Optimized Baxter Model of Protein Solutions: Electrostatics versus Adhesion
Peter Prinsen, Theo Odijk

TL;DR
This paper develops an optimized Baxter model for protein solutions, balancing electrostatic repulsion and adhesion to predict thermodynamic properties with good accuracy.
Contribution
It introduces a variational approach to determine effective adhesion in protein solutions considering electrostatics and adhesion.
Findings
Accurately predicts ionic-strength dependence of second virial coefficient.
Matches experimental osmotic pressure and compressibility data for lysozyme.

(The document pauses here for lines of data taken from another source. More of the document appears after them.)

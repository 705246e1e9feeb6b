use std::collections::BTreeMap;

use axum::{
    http::StatusCode,
    response::{IntoResponse, Response},
    Json,
};
use serde_json::json;
use thiserror::Error;

/// Mapa campo -> mensagens, acumulado pelas regras de negócio.
/// BTreeMap para que a ordem dos campos na resposta seja estável.
pub type FieldErrors = BTreeMap<String, Vec<String>>;

pub const MANAGEMENT_ONLY: &str =
    "Sorry, only members of the management team can perform this action";
pub const NO_PERMISSION: &str = "You do not have permission to perform this action.";
pub const INVALID_CREDENTIALS: &str = "No active account found with the given credentials";
pub const INVALID_TOKEN: &str = "Token is invalid or expired";
pub const UNKNOWN_FILTER: &str =
    "Sorry, looks like you search for inexistent fields. \
     Please ensure you correctly entered searched fields.";

// Nosso tipo de erro, com `thiserror` para melhor ergonomia.
#[derive(Debug, Error)]
pub enum AppError {
    #[error("Erro de validação")]
    Validation(#[from] validator::ValidationErrors),

    // Regras de negócio (passo objeto): campo -> mensagens
    #[error("Regras de negócio violadas")]
    Rules(FieldErrors),

    #[error("Credenciais inválidas")]
    InvalidCredentials,

    #[error("Token inválido")]
    InvalidToken,

    #[error("Acesso negado: {0}")]
    Forbidden(&'static str),

    #[error("{0}")]
    NotFound(String),

    #[error("Filtro de busca desconhecido")]
    UnknownFilter,

    // Guarda referencial: usuário ainda é contato de clientes/eventos
    #[error("Exclusão bloqueada: {0}")]
    DeleteBlocked(String),

    #[error("Erro de banco de dados")]
    Database(#[from] sqlx::Error),

    #[error("Erro de Bcrypt: {0}")]
    Bcrypt(#[from] bcrypt::BcryptError),

    #[error("Erro de JWT: {0}")]
    Jwt(#[from] jsonwebtoken::errors::Error),

    // Variante genérica para qualquer outro erro inesperado
    #[error("Erro interno do servidor")]
    Internal(#[from] anyhow::Error),
}

impl AppError {
    /// 404 com a mensagem padrão da API ("Sorry, client 0 doesn't exist").
    pub fn not_found(entity: &str, id: impl std::fmt::Display) -> Self {
        AppError::NotFound(format!("Sorry, {entity} {id} doesn't exist"))
    }

    /// Erro de regra em um único campo.
    pub fn rule(field: &str, message: impl Into<String>) -> Self {
        let mut errors = FieldErrors::new();
        errors.insert(field.to_string(), vec![message.into()]);
        AppError::Rules(errors)
    }
}

impl IntoResponse for AppError {
    fn into_response(self) -> Response {
        let (status, body) = match self {
            // Erros de campo viram o próprio mapa campo -> [mensagens],
            // como o resto da API espera ler.
            AppError::Validation(errors) => {
                let mut details = FieldErrors::new();
                for (field, field_errors) in errors.field_errors() {
                    let messages: Vec<String> = field_errors
                        .iter()
                        .filter_map(|e| e.message.as_ref().map(|m| m.to_string()))
                        .collect();
                    details.insert(field.to_string(), messages);
                }
                (StatusCode::BAD_REQUEST, json!(details))
            }
            AppError::Rules(details) => (StatusCode::BAD_REQUEST, json!(details)),

            AppError::InvalidCredentials => {
                (StatusCode::UNAUTHORIZED, json!({ "detail": INVALID_CREDENTIALS }))
            }
            AppError::InvalidToken => {
                (StatusCode::UNAUTHORIZED, json!({ "detail": INVALID_TOKEN }))
            }
            AppError::Forbidden(message) => {
                (StatusCode::FORBIDDEN, json!({ "detail": message }))
            }
            AppError::NotFound(message) => {
                (StatusCode::NOT_FOUND, json!({ "detail": message }))
            }
            AppError::UnknownFilter => {
                (StatusCode::NOT_FOUND, json!({ "detail": UNKNOWN_FILTER }))
            }
            AppError::DeleteBlocked(message) => {
                (StatusCode::BAD_REQUEST, json!({ "Unauthorized delete": message }))
            }

            // Todos os outros erros (Database, Bcrypt, Jwt, Internal) viram 500.
            // O `tracing` loga a mensagem detalhada que `thiserror` nos deu.
            ref e => {
                tracing::error!("Erro Interno do Servidor: {}", e);
                (
                    StatusCode::INTERNAL_SERVER_ERROR,
                    json!({ "detail": "Internal server error" }),
                )
            }
        };

        (status, Json(body)).into_response()
    }
}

Provides a theoretical framework for protein interaction modeling.
Abstract
A theory is set up of spherical proteins interacting by screened electrostatics and constant adhesion, in which the effective adhesion parameter is optimized by a variational principle for the free energy. An analytical approach to the second virial coefficient is first outlined by balancing the repulsive electrostatics against part of the bare adhesion. A theory similar in spirit is developed at nonzero concentrations by assuming an appropriate Baxter model as the reference state. The first-order term in a functional expansion of the free energy is set equal to zero which determines the effective adhesion as a function of salt and protein concentrations. The resulting theory is shown to have fairly good predictive power for the ionic-strength dependence of both the second virial coefficient and the osmotic pressure or compressibility of lysozyme up to about 0.2 volume fraction.